START Material for the task

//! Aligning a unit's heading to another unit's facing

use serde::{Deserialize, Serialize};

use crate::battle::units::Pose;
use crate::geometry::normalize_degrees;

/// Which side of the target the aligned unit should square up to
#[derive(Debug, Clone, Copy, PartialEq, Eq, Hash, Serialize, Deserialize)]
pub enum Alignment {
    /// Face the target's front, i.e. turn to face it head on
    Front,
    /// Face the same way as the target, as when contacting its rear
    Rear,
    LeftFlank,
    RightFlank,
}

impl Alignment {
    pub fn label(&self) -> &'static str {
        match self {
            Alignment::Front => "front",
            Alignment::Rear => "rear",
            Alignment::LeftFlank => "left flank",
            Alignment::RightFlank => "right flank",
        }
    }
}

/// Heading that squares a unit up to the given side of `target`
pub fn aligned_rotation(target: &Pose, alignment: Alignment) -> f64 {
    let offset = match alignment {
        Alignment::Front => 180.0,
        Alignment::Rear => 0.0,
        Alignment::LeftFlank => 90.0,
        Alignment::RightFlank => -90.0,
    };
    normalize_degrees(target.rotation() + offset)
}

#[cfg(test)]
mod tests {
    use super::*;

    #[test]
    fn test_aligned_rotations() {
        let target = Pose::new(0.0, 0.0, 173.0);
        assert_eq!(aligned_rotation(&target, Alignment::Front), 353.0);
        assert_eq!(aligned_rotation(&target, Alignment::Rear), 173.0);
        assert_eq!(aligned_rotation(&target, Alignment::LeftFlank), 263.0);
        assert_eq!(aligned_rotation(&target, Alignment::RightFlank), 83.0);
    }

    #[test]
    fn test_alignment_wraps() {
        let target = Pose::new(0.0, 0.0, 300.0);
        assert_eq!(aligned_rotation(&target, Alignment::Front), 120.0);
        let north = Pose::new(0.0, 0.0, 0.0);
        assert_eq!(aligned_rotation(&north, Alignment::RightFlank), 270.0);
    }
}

END Material for the task
START Material for the task

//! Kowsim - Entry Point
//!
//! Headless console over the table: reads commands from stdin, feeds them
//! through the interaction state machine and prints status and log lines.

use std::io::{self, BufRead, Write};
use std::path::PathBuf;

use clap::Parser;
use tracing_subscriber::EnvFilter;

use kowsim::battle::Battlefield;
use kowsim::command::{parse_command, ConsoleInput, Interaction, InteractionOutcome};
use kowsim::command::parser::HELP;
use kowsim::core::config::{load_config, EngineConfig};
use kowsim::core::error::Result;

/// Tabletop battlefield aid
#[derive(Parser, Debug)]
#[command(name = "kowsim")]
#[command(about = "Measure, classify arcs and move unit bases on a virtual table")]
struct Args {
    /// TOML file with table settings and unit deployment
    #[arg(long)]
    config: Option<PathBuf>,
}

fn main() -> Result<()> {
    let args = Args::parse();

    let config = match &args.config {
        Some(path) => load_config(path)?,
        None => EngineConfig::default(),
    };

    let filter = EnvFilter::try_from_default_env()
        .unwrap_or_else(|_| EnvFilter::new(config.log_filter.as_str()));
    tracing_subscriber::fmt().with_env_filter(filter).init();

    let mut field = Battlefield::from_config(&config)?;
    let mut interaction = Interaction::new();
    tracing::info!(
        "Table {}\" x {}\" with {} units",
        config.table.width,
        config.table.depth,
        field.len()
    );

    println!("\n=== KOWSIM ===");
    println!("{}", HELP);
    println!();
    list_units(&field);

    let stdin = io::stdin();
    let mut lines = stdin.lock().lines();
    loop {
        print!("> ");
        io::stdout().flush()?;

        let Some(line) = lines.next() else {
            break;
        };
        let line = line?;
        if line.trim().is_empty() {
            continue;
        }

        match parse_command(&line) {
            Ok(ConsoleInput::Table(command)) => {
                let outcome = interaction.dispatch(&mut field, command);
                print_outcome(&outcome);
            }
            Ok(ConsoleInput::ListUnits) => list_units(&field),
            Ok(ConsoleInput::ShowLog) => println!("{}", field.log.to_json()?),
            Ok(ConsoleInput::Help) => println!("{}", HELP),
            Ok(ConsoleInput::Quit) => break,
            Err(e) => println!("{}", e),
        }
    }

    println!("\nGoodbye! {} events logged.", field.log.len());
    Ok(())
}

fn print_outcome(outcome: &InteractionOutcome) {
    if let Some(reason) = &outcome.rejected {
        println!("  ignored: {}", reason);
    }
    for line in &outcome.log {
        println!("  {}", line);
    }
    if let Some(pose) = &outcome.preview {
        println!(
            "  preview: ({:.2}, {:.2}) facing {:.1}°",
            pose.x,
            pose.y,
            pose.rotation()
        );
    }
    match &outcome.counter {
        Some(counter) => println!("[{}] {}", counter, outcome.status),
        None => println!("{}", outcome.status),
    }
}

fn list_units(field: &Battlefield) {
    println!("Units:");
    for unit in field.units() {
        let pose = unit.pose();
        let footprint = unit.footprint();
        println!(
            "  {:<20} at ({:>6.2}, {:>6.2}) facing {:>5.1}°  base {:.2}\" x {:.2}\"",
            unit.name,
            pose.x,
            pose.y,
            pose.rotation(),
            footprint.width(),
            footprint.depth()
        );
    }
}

END Material for the task

Check each line of the records for the string "lines" and copy those that have it.

//! through the interaction state machine and prints status and log lines.
    let mut lines = stdin.lock().lines();
        let Some(line) = lines.next() else {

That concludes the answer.